Influence of the tooth position, guided sleeve height, supporting length, manufacturing methods, and resin E-modulus on the in vitro accuracy of surgical implant guides in a free-end situation.

Abstract

The study aims to evaluate the effect of tooth position, sleeve height, supporting length, resin E-modulus, and manufacturing method on the accuracy of dental implants placed in vitro fully guided in a lower jaw free-end situation. Using resin clones of a patient case providing a free-end situation 384 implants has been experimentally placed guided. The accuracy of postoperative implant position analyzed depending on the tooth position (first and second molar), sleeve height (2 and 6mm), supporting length (tooth no. 37-33 and 37 43), resin E-modulus (<2,000, >2,000, and >3,000MPa), and manufacturing method (milled, printed). To determine the three-dimensional accuracy angular deviation, mean crestal, apical deviation, and the linear vertical deviation at apex were calculated separately for each group (n=12). The accuracy of implant placement using milled guides was affected only by the tooth position, indicating stronger deviation of implants replacing second molars than first molars. Considering printed guides, the implant position was influenced by tooth position, sleeve height, and supporting length.
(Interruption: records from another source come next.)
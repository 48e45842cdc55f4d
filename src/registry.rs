//! Mock registry: validated CRUD over the dynamic-mock collection.
//!
//! Operations are plain functions over the collection map; callers hold the
//! store's write lock for the whole check-then-insert sequence, which is what
//! keeps the route-uniqueness invariant safe under concurrent admin calls.

use crate::error::ApiError;
use crate::model::{self, MockDefinition, MockPatch, MockSpec};
use crate::store::next_id;
use std::collections::BTreeMap;
use thiserror::Error;

#[derive(Debug, Error)]
pub enum RegistryError {
    #[error("name, method, and path are required")]
    MissingFields,

    #[error("mock already registered for {method} {path}")]
    DuplicateRoute { method: String, path: String },

    #[error("Mock not found")]
    NotFound,
}

impl From<RegistryError> for ApiError {
    fn from(err: RegistryError) -> Self {
        match err {
            RegistryError::MissingFields => ApiError::Validation(err.to_string()),
            RegistryError::DuplicateRoute { .. } => ApiError::Duplicate {
                code: "DUPLICATE_ROUTE",
                message: err.to_string(),
            },
            RegistryError::NotFound => ApiError::NotFound(err.to_string()),
        }
    }
}

/// Upper-case the verb, as stored and matched.
pub fn normalize_method(method: &str) -> String {
    method.trim().to_uppercase()
}

/// Ensure the route starts with a slash.
pub fn normalize_path(path: &str) -> String {
    let path = path.trim();
    if path.starts_with('/') {
        path.to_string()
    } else {
        format!("/{path}")
    }
}

fn route_taken(
    mocks: &BTreeMap<String, MockDefinition>,
    method: &str,
    path: &str,
    exclude_id: Option<&str>,
) -> bool {
    mocks.values().any(|m| {
        exclude_id != Some(m.id.as_str()) && m.method == method && m.path == path
    })
}

/// Validate, normalize and store a new mock definition.
pub fn create(
    mocks: &mut BTreeMap<String, MockDefinition>,
    spec: MockSpec,
) -> Result<MockDefinition, RegistryError> {
    let (name, method, path) = match (&spec.name, &spec.method, &spec.path) {
        (Some(n), Some(m), Some(p)) if !n.is_empty() && !m.is_empty() && !p.is_empty() => {
            (n.clone(), normalize_method(m), normalize_path(p))
        }
        _ => return Err(RegistryError::MissingFields),
    };

    if route_taken(mocks, &method, &path, None) {
        return Err(RegistryError::DuplicateRoute { method, path });
    }

    let mock = MockDefinition {
        id: next_id(mocks, "mock"),
        name,
        method,
        path,
        active: true,
        status_code: spec.status_code.unwrap_or_else(model::default_status),
        response_body: spec.response_body.unwrap_or_else(model::default_body),
        headers: spec.headers.unwrap_or_else(model::default_headers),
        rules: spec.rules.unwrap_or_default(),
        latency: spec.latency.unwrap_or(0),
        fail_rate: spec.fail_rate.unwrap_or(0),
        created_at: model::now(),
        updated_at: None,
    };

    mocks.insert(mock.id.clone(), mock.clone());
    Ok(mock)
}

/// Apply a partial update, re-checking the route invariant against all
/// other definitions when method or path change.
pub fn update(
    mocks: &mut BTreeMap<String, MockDefinition>,
    id: &str,
    patch: MockPatch,
) -> Result<MockDefinition, RegistryError> {
    if !mocks.contains_key(id) {
        return Err(RegistryError::NotFound);
    }

    let current = &mocks[id];
    let method = patch
        .method
        .as_deref()
        .map(normalize_method)
        .unwrap_or_else(|| current.method.clone());
    let path = patch
        .path
        .as_deref()
        .map(normalize_path)
        .unwrap_or_else(|| current.path.clone());

    if route_taken(mocks, &method, &path, Some(id)) {
        return Err(RegistryError::DuplicateRoute { method, path });
    }

    let mock = mocks.get_mut(id).expect("presence checked above");
    mock.method = method;
    mock.path = path;
    if let Some(name) = patch.name {
        mock.name = name;
    }
    if let Some(status_code) = patch.status_code {
        mock.status_code = status_code;
    }
    if let Some(response_body) = patch.response_body {
        mock.response_body = response_body;
    }
    if let Some(headers) = patch.headers {
        mock.headers = headers;
    }
    if let Some(active) = patch.active {
        mock.active = active;
    }
    if let Some(rules) = patch.rules {
        mock.rules = rules;
    }
    if let Some(latency) = patch.latency {
        mock.latency = latency;
    }
    if let Some(fail_rate) = patch.fail_rate {
        mock.fail_rate = fail_rate;
    }
    mock.updated_at = Some(model::now());

    Ok(mock.clone())
}

/// Hard delete, unlike the soft-deleted business entities.
pub fn remove(
    mocks: &mut BTreeMap<String, MockDefinition>,
    id: &str,
) -> Result<(), RegistryError> {
    mocks.remove(id).map(|_| ()).ok_or(RegistryError::NotFound)
}

/// Exact method+path lookup among active definitions.
pub fn find_active<'a>(
    mocks: &'a BTreeMap<String, MockDefinition>,
    method: &str,
    path: &str,
) -> Option<&'a MockDefinition> {
    mocks
        .values()
        .find(|m| m.active && m.method == method && m.path == path)
}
Linear vertical deviation >1mm was found for printed materials with the lowest E-modulus at tooth position no. 37. Logistic regression analysis revealed a significant lower odds for linear vertical deviation >1mm for materials with higher E-modulus (OR: 0.04; 95% CI:0.01-0.97; p=.048) and higher ratio for smaller sleeve height (OR: 2.77; 95% CI:1.20-6.38; p=.017). Accuracy of implant placement in a free-end situation lacking distal tooth support is superior for milled as compared to 3D-printed surgical guides. When using 3D-printed surgical guides, smaller sleeve heights and extended tooth support improve the accuracy of implant placement.